Chicago’s two most gentrifying neighborhoods, Pilsen and Logan Square, each lost substantial Latino population from 2000 to 2013 (26 percent and 35 percent, respectively) while gaining substantial white population (22 percent and 44 percent, respectively).[14]

Source: Graph by MPC, based on analysis of 2006-2010 and 2011-2015 American Community Survey (ACS) five-year estimates

Money

While Latinos make up 25 percent of the Chicago Housing Authority’s eligible public housing population, they occupy just 10 percent of available units and only one in ten individuals on waiting lists is Latino.[15]

Money

While the overall Latino population is increasing in the Chicago region, 92 percent of majority-Latino suburbs in the Chicago region lost population between 2014 and 2015, many due to white population loss.[16]

Money

61 percent of all Latino students in the Chicago region attend a majority-Latino school; 78 percent of the students attending these majority-Latino schools identify as low-income.[17]


Segregation in Chicago: causes and effects

Rooted in racism, federal and local policies established racial and economic segregation in the Chicago region. After the start of the Great Migration in 1916, the Chicago Real Estate Board (CREB) instituted racially restrictive covenants that prohibited African Americans from purchasing, leasing and occupying housing outside of a small area on the city’s South Side. These covenants were legal and allowed racially discriminatory housing policies to continue for decades.

The widespread practice of “redlining” in Chicago further exacerbated segregation by denying certain communities access to financial capital and resources. The redlined African American neighborhoods were deemed high-risk to financial institutions, making it impossible or unrealistically expensive to get mortgages or take out loans for small businesses. After World War II, national and local policies helped give rise to two distinct paths: suburban homeownership for whites and massive public housing developments in already overcrowded, disinvested areas for African Americans and later Latinos.
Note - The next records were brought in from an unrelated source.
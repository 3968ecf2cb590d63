//! Per-chunk bookkeeping.

use std::fmt;
use std::sync::Arc;

use regolith_mesh::TerrainMesh;

use crate::MeshId;

/// Chunk grid coordinate: column `x`, row `z`.
#[derive(Clone, Copy, Debug, PartialEq, Eq, Hash, PartialOrd, Ord)]
pub struct ChunkKey {
    pub x: u32,
    pub z: u32,
}

impl ChunkKey {
    pub fn new(x: u32, z: u32) -> Self {
        Self { x, z }
    }
}

impl fmt::Display for ChunkKey {
    fn fmt(&self, f: &mut fmt::Formatter<'_>) -> fmt::Result {
        write!(f, "({}, {})", self.x, self.z)
    }
}

/// Load state of a chunk.
#[derive(Clone, Copy, Debug, PartialEq, Eq, Hash, Default)]
pub enum ChunkState {
    /// Nothing requested, or the last request failed or was discarded.
    #[default]
    Empty,
    /// A load is in flight. A previously registered mesh may still be shown.
    Loading,
    /// The registered mesh matches the last requested stride.
    Ready,
    /// Ready, but at a stride the latest visibility pass no longer wants,
    /// or kept after a failed replacement.
    Stale,
}

/// A registered mesh and the stride it was sampled at.
#[derive(Clone, Debug)]
pub(crate) struct LoadedMesh {
    pub(crate) id: MeshId,
    pub(crate) stride: u32,
    pub(crate) mesh: Arc<TerrainMesh>,
}

#[derive(Clone, Copy, Debug, PartialEq, Eq)]
pub(crate) struct InFlight {
    pub(crate) stride: u32,
    pub(crate) epoch: u64,
}

/// Everything the manager knows about one chunk.
#[derive(Clone, Debug, Default)]
pub struct ChunkRecord {
    pub(crate) state: ChunkState,
    pub(crate) loaded: Option<LoadedMesh>,
    pub(crate) in_flight: Option<InFlight>,
    /// Drop the in-flight result instead of registering it.
    pub(crate) dispose_pending: bool,
    /// Selected by the latest visibility pass.
    pub(crate) wanted: bool,
    pub(crate) desired_stride: u32,
    /// Wanted, but the loader queue was full when the load was requested.
    pub(crate) deferred: bool,
}

impl ChunkRecord {
    pub fn state(&self) -> ChunkState {
        self.state
    }

    /// Id of the currently registered mesh, if any.
    pub fn mesh_id(&self) -> Option<MeshId> {
        self.loaded.as_ref().map(|l| l.id)
    }

    /// Stride of the currently registered mesh, if any.
    pub fn mesh_stride(&self) -> Option<u32> {
        self.loaded.as_ref().map(|l| l.stride)
    }

    pub fn mesh(&self) -> Option<&Arc<TerrainMesh>> {
        self.loaded.as_ref().map(|l| &l.mesh)
    }

    /// Stride of the in-flight load, if any.
    pub fn loading_stride(&self) -> Option<u32> {
        self.in_flight.map(|f| f.stride)
    }

    pub fn is_dispose_pending(&self) -> bool {
        self.dispose_pending
    }

    /// Waiting for space in the loader queue.
    pub fn is_deferred(&self) -> bool {
        self.deferred
    }
}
The forces of racial and economic segregation persist today.

Latino immigration and settlement into Chicago grew most significantly beginning in the 1970s. By 1980, more than 60 percent of residents of the Pilsen and Little Village neighborhoods were Latino and by 1990, Logan Square and West Town were largely Latino, as well. From 1990 to 2010, Latinos grew from 6.6 percent to nearly 18 percent of the suburban population, clustered in areas such as Cicero, Aurora and Waukegan; between 2000 and 2010, six majority-white suburbs flipped to majority Latino, including west suburban Berwyn and northwest suburban Carpentersville.

The forces of racial and economic segregation persist today. Current government policies tend to benefit those with existing wealth, such as homeowners who receive federal tax benefits. People of color are disproportionate recipients of predatory loans, even when they have similar or better assets and credit score as whites, in part due to discrimination in the banking and housing industries.[18] Majority white, affluent areas often enact policies that hinder the availability of economic mobility options, such as zoning laws that limit multi-family rental housing or smaller homes that might be more affordable.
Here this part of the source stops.